Bon, silence !
Ready when you want .
Silence !
Moteur
Cadré ? Oui monsieur – ça tourne !
Action !
Cinéma.
Un homme vient me voir et il me dit monsieur, il faut que vous m’aidiez. J’ai des idées de gestes
sans maladresse, de voix inouïes, de sueurs incalculables. Je vois un homme, et malgré cette forte lanterne que vous apercevez là au bout de mon stylo, je ne parviens pas à en souligner les
contours, à en noircir les ombres, je voudrais l’ourler en quelque sorte, ce personnage que je n’ai fait qu’ourdir, me comprenez-vous ? –Non, pas plus que vous –même. Et je sens que ma
lumière baisse.
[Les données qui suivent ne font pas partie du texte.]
//! GOES products, scenes and the filename tokens used to select them.
//!
//! Example object name:
//! `OR_ABI-L2-CMIPC-M6C02_G16_s20201441201169_e20201441203542_c20201441204108.nc`
//!
//! The ABI reports each scene under two scan modes (`M3` before April 2019,
//! `M6` after), so every requested band is searched under both.

use serde::{Deserialize, Serialize};
use std::fmt;
use std::str::FromStr;

use crate::error::{GoesError, GoesResult};

/// Scan-mode prefixes searched for every band.
pub const SCAN_MODES: [&str; 2] = ["M3", "M6"];

/// Highest ABI band number.
pub const MAX_BAND: u8 = 16;

/// Product root of the Geostationary Lightning Mapper stream.
pub const GLM_PRODUCT_ROOT: &str = "GLM-L2-LCFA";

/// Token that identifies GLM objects.
pub const GLM_TOKEN: &str = "LCFA";

/// GOES-R series satellites with public archives.
#[derive(Debug, Clone, Copy, PartialEq, Eq, Hash, Serialize, Deserialize)]
pub enum Satellite {
    Goes16,
    Goes17,
    Goes18,
}

impl Satellite {
    /// Public NOAA bucket holding this satellite's products.
    pub fn bucket(&self) -> &'static str {
        match self {
            Satellite::Goes16 => "noaa-goes16",
            Satellite::Goes17 => "noaa-goes17",
            Satellite::Goes18 => "noaa-goes18",
        }
    }

    /// Identifier used in object names (`_G16_`).
    pub fn file_id(&self) -> &'static str {
        match self {
            Satellite::Goes16 => "G16",
            Satellite::Goes17 => "G17",
            Satellite::Goes18 => "G18",
        }
    }
}

/// ABI scan sector.
#[derive(Debug, Clone, Copy, PartialEq, Eq, Hash, Serialize, Deserialize)]
pub enum Sector {
    Conus,
    Meso1,
    Meso2,
}

impl Sector {
    /// Code used in object names (`CMIPC`, `CMIPM1`, `CMIPM2`).
    pub fn code(&self) -> &'static str {
        match self {
            Sector::Conus => "C",
            Sector::Meso1 => "M1",
            Sector::Meso2 => "M2",
        }
    }

    /// Code used in listing directories. Both mesoscale sectors share `CMIPM`.
    pub fn root_code(&self) -> &'static str {
        match self {
            Sector::Conus => "C",
            Sector::Meso1 | Sector::Meso2 => "M",
        }
    }
}

/// A satellite/sector pair, selected by name on the command line.
#[derive(Debug, Clone, Copy, PartialEq, Eq, Hash, Serialize, Deserialize)]
pub struct Scene {
    pub satellite: Satellite,
    pub sector: Sector,
}

/// Named scenes accepted by `--goes-domain`.
const SCENES: [(&str, Satellite, Sector); 6] = [
    ("econus", Satellite::Goes16, Sector::Conus),
    ("emeso-1", Satellite::Goes16, Sector::Meso1),
    ("emeso-2", Satellite::Goes16, Sector::Meso2),
    ("wconus", Satellite::Goes17, Sector::Conus),
    ("wmeso-1", Satellite::Goes17, Sector::Meso1),
    ("wmeso-2", Satellite::Goes17, Sector::Meso2),
];

impl Scene {
    /// Names of all known scenes.
    pub fn names() -> impl Iterator<Item = &'static str> {
        SCENES.iter().map(|(name, _, _)| *name)
    }

    /// Listing root for the imagery product, e.g. `ABI-L2-CMIPC`.
    pub fn imagery_root(&self) -> String {
        format!("ABI-L2-CMIP{}", self.sector.root_code())
    }

    /// Filename prefix selecting this sector's imagery, e.g. `OR_ABI-L2-CMIPM1-`.
    pub fn imagery_file_prefix(&self) -> String {
        format!("OR_ABI-L2-CMIP{}-", self.sector.code())
    }

    /// Product code stored on catalog entries, e.g. `ABI-L2-CMIPM1`.
    pub fn imagery_product_code(&self) -> String {
        format!("ABI-L2-CMIP{}", self.sector.code())
    }
}

impl Default for Scene {
    fn default() -> Self {
        Self {
            satellite: Satellite::Goes16,
            sector: Sector::Conus,
        }
    }
}

impl FromStr for Scene {
    type Err = GoesError;

    fn from_str(s: &str) -> GoesResult<Self> {
        let wanted = s.trim().to_ascii_lowercase();
        SCENES
            .iter()
            .find(|(name, _, _)| *name == wanted)
            .map(|(_, satellite, sector)| Scene {
                satellite: *satellite,
                sector: *sector,
            })
            .ok_or_else(|| {
                GoesError::UnknownScene(format!(
                    "'{}' (expected one of: {})",
                    s,
                    Scene::names().collect::<Vec<_>>().join(", ")
                ))
            })
    }
}

impl fmt::Display for Scene {
    fn fmt(&self, f: &mut fmt::Formatter<'_>) -> fmt::Result {
        let name = SCENES
            .iter()
            .find(|(_, sat, sec)| *sat == self.satellite && *sec == self.sector)
            .map(|(name, _, _)| *name)
            .unwrap_or("custom");
        write!(f, "{}", name)
    }
}

/// ABI bands requested by the operator.
#[derive(Debug, Clone, PartialEq, Eq, Serialize, Deserialize)]
pub struct BandSelection {
    bands: Vec<u8>,
}

impl BandSelection {
    /// All sixteen ABI bands.
    pub fn all() -> Self {
        Self {
            bands: (1..=MAX_BAND).collect(),
        }
    }

    /// Parse `all` or a comma separated list such as `2,5,13`.
    ///
    /// Duplicates are collapsed; order of first appearance is kept.
    pub fn parse(s: &str) -> GoesResult<Self> {
        let trimmed = s.trim();
        if trimmed.eq_ignore_ascii_case("all") {
            return Ok(Self::all());
        }

        let mut bands = Vec::new();
        for part in trimmed.split(',').map(str::trim) {
            let band: u8 = part
                .parse()
                .map_err(|_| GoesError::UnknownBand(format!("'{}' is not a band number", part)))?;
            if band == 0 || band > MAX_BAND {
                return Err(GoesError::UnknownBand(format!(
                    "{} (ABI bands are 1-{})",
                    band, MAX_BAND
                )));
            }
            if !bands.contains(&band) {
                bands.push(band);
            }
        }

        Ok(Self { bands })
    }

    pub fn bands(&self) -> &[u8] {
        &self.bands
    }

    /// Filename tokens: `M3Cnn` and `M6Cnn` for every band.
    pub fn tokens(&self) -> Vec<String> {
        self.bands
            .iter()
            .flat_map(|band| SCAN_MODES.iter().map(move |mode| band_token(mode, *band)))
            .collect()
    }
}

/// Token for one band in one scan mode, e.g. `M6C02`.
pub fn band_token(mode: &str, band: u8) -> String {
    format!("{}C{:02}", mode, band)
}

/// Extract the ABI band number from an object name (`...-M6C13_G16_...`).
pub fn band_from_filename(filename: &str) -> Option<u8> {
    SCAN_MODES.iter().find_map(|mode| {
        let marker = format!("{}C", mode);
        let pos = filename.find(&marker)?;
        filename
            .get(pos + marker.len()..pos + marker.len() + 2)?
            .parse()
            .ok()
    })
}

/// Everything the operator asked for: ABI bands, GLM, or both.
#[derive(Debug, Clone, PartialEq, Eq, Serialize, Deserialize)]
pub struct ProductRequest {
    pub bands: Option<BandSelection>,
    pub glm: bool,
}

impl ProductRequest {
    /// At least one of bands or GLM must be requested.
    pub fn new(bands: Option<BandSelection>, glm: bool) -> GoesResult<Self> {
        let empty = bands.as_ref().map_or(true, |b| b.bands().is_empty());
        if empty && !glm {
            return Err(GoesError::Usage(
                "no ABI bands or GLM data requested (use -b and/or -g)".to_string(),
            ));
        }
        Ok(Self { bands, glm })
    }

    /// The product streams to list and filter, imagery first.
    pub fn streams(&self, scene: &Scene) -> Vec<ProductStream> {
        let mut streams = Vec::new();
        if let Some(bands) = &self.bands {
            streams.push(ProductStream {
                root: scene.imagery_root(),
                file_prefix: scene.imagery_file_prefix(),
                product_code: scene.imagery_product_code(),
                tokens: bands.tokens(),
            });
        }
        if self.glm {
            streams.push(ProductStream {
                root: GLM_PRODUCT_ROOT.to_string(),
                file_prefix: format!("OR_{}_", GLM_PRODUCT_ROOT),
                product_code: GLM_PRODUCT_ROOT.to_string(),
                tokens: vec![GLM_TOKEN.to_string()],
            });
        }
        streams
    }
}

/// One remote catalog to search and how to recognise its objects.
#[derive(Debug, Clone, PartialEq, Eq)]
pub struct ProductStream {
    /// Listing root, e.g. `ABI-L2-CMIPC`
    pub root: String,
    /// Required object filename prefix, e.g. `OR_ABI-L2-CMIPC-`
    pub file_prefix: String,
    /// Product code recorded on matched entries
    pub product_code: String,
    /// Substrings of which at least one must appear in the path
    pub tokens: Vec<String>,
}

#[cfg(test)]
mod tests {
    use super::*;

    #[test]
    fn test_band_tokens() {
        let bands = BandSelection::parse("2,5").unwrap();
        assert_eq!(bands.tokens(), vec!["M3C02", "M6C02", "M3C05", "M6C05"]);
    }

    #[test]
    fn test_band_selection_all() {
        let bands = BandSelection::parse("ALL").unwrap();
        assert_eq!(bands.bands().len(), 16);
        assert_eq!(bands.tokens().len(), 32);
    }

    #[test]
    fn test_band_selection_rejects_unknown() {
        assert!(matches!(BandSelection::parse("0"), Err(GoesError::UnknownBand(_))));
        assert!(matches!(BandSelection::parse("17"), Err(GoesError::UnknownBand(_))));
        assert!(matches!(BandSelection::parse("2,x"), Err(GoesError::UnknownBand(_))));
    }

    #[test]
    fn test_scene_lookup() {
        let scene: Scene = "wmeso-2".parse().unwrap();
        assert_eq!(scene.satellite.bucket(), "noaa-goes17");
        assert_eq!(scene.imagery_root(), "ABI-L2-CMIPM");
        assert_eq!(scene.imagery_file_prefix(), "OR_ABI-L2-CMIPM2-");
        assert_eq!(scene.to_string(), "wmeso-2");
        assert!(matches!("pacific".parse::<Scene>(), Err(GoesError::UnknownScene(_))));
    }

    #[test]
    fn test_product_request_requires_something() {
        assert!(matches!(ProductRequest::new(None, false), Err(GoesError::Usage(_))));
        let glm_only = ProductRequest::new(None, true).unwrap();
        let streams = glm_only.streams(&Scene::default());
        assert_eq!(streams.len(), 1);
        assert_eq!(streams[0].file_prefix, "OR_GLM-L2-LCFA_");
    }

    #[test]
    fn test_band_from_filename() {
        assert_eq!(
            band_from_filename("OR_ABI-L2-CMIPC-M6C13_G16_s20201441201169.nc"),
            Some(13)
        );
        assert_eq!(band_from_filename("OR_GLM-L2-LCFA_G16_s20201441200000.nc"), None);
    }
}
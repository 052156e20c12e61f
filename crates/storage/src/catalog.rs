//! Remote catalog matching.
//!
//! For every partition key the listing directory of each requested product
//! stream is read, and objects are kept when the filename prefix, a band or
//! product token and the scan time all match.

use std::collections::BTreeMap;

use chrono::{DateTime, Utc};
use futures::stream::{self, StreamExt, TryStreamExt};
use serde::{Deserialize, Serialize};
use tracing::{debug, info, instrument};

use goes_common::product::band_from_filename;
use goes_common::{parse_scan_time, GoesResult, PartitionKey, ProductRequest, ProductStream, Scene, TimeWindow};

use crate::object_store::{ObjectStorage, RemoteObject};

/// Listings issued concurrently.
const LISTING_CONCURRENCY: usize = 8;

/// A remote file selected for download.
#[derive(Debug, Clone, PartialEq, Eq, Serialize, Deserialize)]
pub struct CatalogEntry {
    pub remote_path: String,
    /// e.g. `ABI-L2-CMIPC`, `GLM-L2-LCFA`
    pub product_code: String,
    /// `C02` for ABI bands, the product token for others
    pub band_or_product_id: String,
    /// Scan start, to the second
    pub scan_time: DateTime<Utc>,
    pub size_bytes: u64,
}

impl CatalogEntry {
    /// Final path segment; used as the local file name.
    pub fn file_name(&self) -> &str {
        self.remote_path
            .rsplit('/')
            .next()
            .unwrap_or(&self.remote_path)
    }
}

/// Keep the objects of one listing that belong to `stream` and fall in `window`.
pub fn filter_listing(
    objects: &[RemoteObject],
    stream: &ProductStream,
    window: &TimeWindow,
) -> Vec<CatalogEntry> {
    objects
        .iter()
        .filter_map(|object| {
            let file_name = object.path.rsplit('/').next()?;
            if !file_name.starts_with(&stream.file_prefix) {
                return None;
            }
            let token = stream.tokens.iter().find(|t| object.path.contains(t.as_str()))?;
            let scan_time = parse_scan_time(&object.path)?;
            if !window.contains(&scan_time) {
                return None;
            }

            let band_or_product_id = band_from_filename(file_name)
                .map(|band| format!("C{:02}", band))
                .unwrap_or_else(|| token.clone());

            Some(CatalogEntry {
                remote_path: object.path.clone(),
                product_code: stream.product_code.clone(),
                band_or_product_id,
                scan_time,
                size_bytes: object.size_bytes,
            })
        })
        .collect()
}

/// Matched entries, unique by remote path and ordered by it.
#[derive(Debug, Clone, Default, PartialEq, Eq)]
pub struct MatchedCatalog {
    entries: BTreeMap<String, CatalogEntry>,
}

impl MatchedCatalog {
    pub fn insert(&mut self, entry: CatalogEntry) {
        self.entries.insert(entry.remote_path.clone(), entry);
    }

    pub fn len(&self) -> usize {
        self.entries.len()
    }

    pub fn is_empty(&self) -> bool {
        self.entries.is_empty()
    }

    pub fn iter(&self) -> impl Iterator<Item = &CatalogEntry> {
        self.entries.values()
    }

    pub fn get(&self, remote_path: &str) -> Option<&CatalogEntry> {
        self.entries.get(remote_path)
    }

    /// Sum of listed object sizes.
    pub fn total_size_bytes(&self) -> u64 {
        self.entries.values().map(|e| e.size_bytes).sum()
    }

    pub fn into_entries(self) -> Vec<CatalogEntry> {
        self.entries.into_values().collect()
    }
}

/// Lists a satellite bucket and matches it against a request.
pub struct CatalogMatcher {
    storage: ObjectStorage,
}

impl CatalogMatcher {
    pub fn new(storage: ObjectStorage) -> Self {
        Self { storage }
    }

    /// Every object under `keys` that matches `request` for `scene` within `window`.
    ///
    /// A listing failure aborts the match.
    #[instrument(skip_all, fields(bucket = %self.storage.bucket(), scene = %scene, window = %window))]
    pub async fn match_entries(
        &self,
        keys: &[PartitionKey],
        request: &ProductRequest,
        scene: &Scene,
        window: &TimeWindow,
    ) -> GoesResult<MatchedCatalog> {
        let streams = request.streams(scene);
        let listings: Vec<(&ProductStream, PartitionKey)> = streams
            .iter()
            .flat_map(|s| keys.iter().map(move |k| (s, *k)))
            .collect();

        let batches: Vec<Vec<CatalogEntry>> = stream::iter(listings)
            .map(|(product, key)| async move {
                let prefix = key.prefix(&product.root);
                let objects = self.storage.list_partition(&prefix).await?;
                let matched = filter_listing(&objects, product, window);
                debug!(
                    prefix = %prefix,
                    listed = objects.len(),
                    matched = matched.len(),
                    "Filtered partition"
                );
                GoesResult::Ok(matched)
            })
            .buffer_unordered(LISTING_CONCURRENCY)
            .try_collect()
            .await?;

        let mut catalog = MatchedCatalog::default();
        for entry in batches.into_iter().flatten() {
            catalog.insert(entry);
        }

        info!(
            files = catalog.len(),
            bytes = catalog.total_size_bytes(),
            "Catalog match complete"
        );
        Ok(catalog)
    }
}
Je n’ai lu aucun livre, je me souviens seulement que la chair n’est triste que morte et qu’il faut sans cesse en concevoir une autre pour se réjouir mais je vous le demande,
serais-je seul ?
Et à ce moment l’homme sourit avec réserve comme un qui ayant apporté un cadeau ne sait pas s’il sera
apprécié, et il me dit, j’ai là le concours d’un gaillard qui aime comme nous la lumière et d’un autre ami qui à l’aide d’instruments très perfectionnés peut capter votre voix et la faire
entendre de tous, pendant que nous montrerons vos gestes.
De tous, dites vous ? Ce n’est donc pas pour vous seul que je dois représenter ? Et l’homme
répond finement, si c’était pour moi seul je n’y aurai peut-être pas pensé, je ne me serais pas souhaité autre si j’avais été le seul, je ne suis même pas sûr qu’il y aurait eu un deuxième homme
si j’avais été le premier, qu’en pensez-vous ?
Je pense à mes pieds, mes mains, ma poitrine, je pense que vous allez y mettre votre étreinte,
votre inspiration , cependant que sous le regard de tous je vais moi, entrer dans la lumière, cerné, ourlé comme vous dites, et que j’aurais à y répondre même devant l’enfer.
Et à ce moment l’homme se tait ou ment, il se tait comme une femme qui souffre ou il ment comme un
homme qui à toutes forces veut jouir et est prêt à dire « je t’aime » comme un sacrilège expiatoire, comme s’il prenait sur lui tous les faux « je t’aime » du monde pour s’en
punir, pour que son ombre se lève de lui, pour que son âme se détache de lui et paye de son éternité qu’il ait pu dire « j’ai aimé ».
Et je lui dis monsieur, vous connaissez l’amour n’est ce pas ? Vous êtes gros de cet enfant qui
m’attend pour naître et vous me demandez de l’aimer aussi à l’avance. Apprenez ceci pendant que vos douloureux mensonges se taisent, je serais, alors, et là bas, une femme ! Qu’on ne me dise
pas « je t’aime » et s’en aller !
Je vous demande en effet de me donner votre foi sans me connaître, d’aimer avec moi la même
image imprévisible. Oh cela est aisé, comme ouïr quand la curiosité devient trop forte. C’est vouloir me donner la folie de croire que le jeune Isaac ne tombera pas sous mes coups, c’est à
survivre au sacrifice en somme que vous m’invitez, c’est à me rendre magique, car l’enfant devra jaillir par mes pores, mes yeux, ma bouche ! Ne l’oubliez jamais, pendant que vous mesurerez
vos abîmes, je suis celui qui tient l’enfant, je suis sacré, infaillible !
Quelques mois après l’homme revient en bondissant serrant sous son bras l’enfant rond et il me dit,
monsieur, en dépit de l’envieux que je suis je vous présente le premier film où vous êtes vous même, enfin je vous présente votre film. Et je dis non, ce n’était que votre destin, je fus votre
providence, je pourrais vous dire comme un autre vassal plus célèbre qui m’a fait comte, je te fais roi.
J’ai donné toute ma Provence !
Et de nous séparer.
Phillipe Léotard, Cinéma, "A l'amour comme à la guerre".